Una de las consecuencias más nefastas de nuestro pésimo sistema educativo de las últimas décadas, esa estafa deliberada consistente en abaratar las titulaciones que ha conducido a que más de la mitad de nuestros titulados universitarios tenga que trabajar en puestos muy por debajo de sus supuestas calificaciones, ha sido la progresiva implantación de un pensamiento binario simplista, cómodo y carente de aprehender la pluralidad de gamas que conforman la realidad: bueno/malo, correcto/incorrecto, facha/progre y así sucesivamente, en una simplificación de lo existente que, al prescindir de las correcciones que aconsejan los matices, aspira a imponer una forma de pensamiento «políticamente correcto» que es, en realidad, un intento totalitario de acallar el ejercicio de la crítica, con el inconveniente añadido de que, a la larga, polariza y radicaliza la sociedad con el objetivo final de suprimir a parte de sus miembros. Esa polarización radical no es nueva en nuestro país y ha tratado de ser aplicada por la derecha y por la izquierda, algo que explica nuestra tendencia a las guerras civiles: carlistas, republicanos, anarquistas y franquistas han intentado siempre la muerte civil, cuando no física, del adversario transformado en enemigo.

Por mucho que me gustara estar profundamente equivocado, creo que yerran quienes creen que resulta hoy impensable otra contienda civil en nuestro país; por el contrario, al ritmo que vamos, la posibilidad de una nueva guerra civil se me antoja cuestión de tiempo. Lo explicó Enzensberger en su libro «Aufsichten auf den Bürgerkrieg»: "La guerra civil no viene de fuera ni es virus infiltrado, sino proceso endógeno. La inicia siempre una minoría … El principio es incruento y los indicios inofensivos. La guerra civil molecular estalla imperceptiblemente, sin movilización general … En las calles se acumula poco a poco la basura; en el parque empiezan a proliferar jeringuillas y litronas destrozadas; en los muros aparecen por todos lados pintadas monótonas cuyo único mensaje es el autismo evocador de un ego periclitado; en las aulas se destruye mobiliario y los jardines empiezan a oler a orina y a excrementos. Se trata de minúsculas y mudas declaraciones de guerra que el ciudadano avezado sabe cómo interpretar.»

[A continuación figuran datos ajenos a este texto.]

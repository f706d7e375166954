//! Translation error taxonomy
//!
//! Everything surfaces to the caller of `translate`; nothing is swallowed or
//! retried. Chain failures carry enough context (profile, stage, function)
//! to localize the fault without re-running with tracing enabled.

use std::fmt;

use thiserror::Error;

/// Boxed error cause carried across the pipeline boundaries
pub type BoxError = Box<dyn std::error::Error + Send + Sync + 'static>;

/// The chain a processor belongs to
#[derive(Debug, Clone, Copy, PartialEq, Eq)]
pub enum Stage {
    Pre,
    Intermediate,
    Post,
}

impl Stage {
    pub fn name(&self) -> &'static str {
        match self {
            Stage::Pre => "pre",
            Stage::Intermediate => "intermediate",
            Stage::Post => "post",
        }
    }
}

impl fmt::Display for Stage {
    fn fmt(&self, f: &mut fmt::Formatter<'_>) -> fmt::Result {
        f.write_str(self.name())
    }
}

/// A registered chain function failed
#[derive(Debug, Error)]
#[error("processor {function:?} (#{index}) failed in the {stage} chain of profile {profile:?}")]
pub struct ProcessorError {
    /// Profile selected for the translation call
    pub profile: String,
    /// Which of the three chains the function belonged to
    pub stage: Stage,
    /// Registered name of the offending function
    pub function: String,
    /// Position of the function within its chain
    pub index: usize,
    #[source]
    pub source: BoxError,
}

/// Error raised by `translate`
#[derive(Debug, Error)]
pub enum TranslationError {
    #[error("profile {name:?} is not registered and no default profile is available (available: {available:?})")]
    ProfileNotFound { name: String, available: Vec<String> },

    #[error(transparent)]
    Processor(#[from] ProcessorError),

    #[error("failed to parse the source document")]
    Parse(#[source] BoxError),

    #[error("failed to serialize the document")]
    Serialization(#[source] BoxError),
}

/// Error raised while assembling the translator registry
#[derive(Debug, Error, Clone, PartialEq, Eq)]
pub enum BuildError {
    #[error("augmentation name {name:?} is not a valid identifier")]
    InvalidAugmentationName { name: String },

    #[error("augmentation {name:?} is already registered")]
    AugmentationExists { name: String },
}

En España, esa minoría susceptible de desencadenar una guerra civil está hoy ya en las instituciones y muchos de sus actos van encaminados a ello. Recordemos las palabras del filósofo alemán: «El principio es incruento y los indicios inofensivos». Aquí se declaran «non gratae» a determinadas personas; se derriban monumentos; se pretende borrar cualquier vestigio histórico del otro bando en un intento de reescribir la realidad; se anatemiza al adversario para convertirlo en enemigo. Todos estos síntomas los lleva a cabo una minoría sin más soporte social que el de su tribu de perdedores fracasados y frustrados bajo la batuta de iluminados universitarios cuya incultura es tan grande como su sectarismo.

Hace ya tiempo que mi profesor de Derecho político, don Nicolás Ramiro Rico, recomendaba «estudiar e historiar nuestras guerras civiles, porque no creo, dicho sea sin pizca de xenofobia, que el único papel de los españoles en cuanto a sus guerras civiles se refiere, sea el de suministrar los muertos».

Desgraciadamente, el estudio e historiografía de nuestra última guerra civil se ha llevado a cabo desde una perspectiva maniquea, binaria y partidista que impide comprender las verdaderas causas del estallido de aquel choque sangriento; y es que cuando la convivencia en sociedad se hace imposible y la supervivencia de unos ciudadanos comporta la aniquilación de otros se da el supuesto clásico de la contienda civil.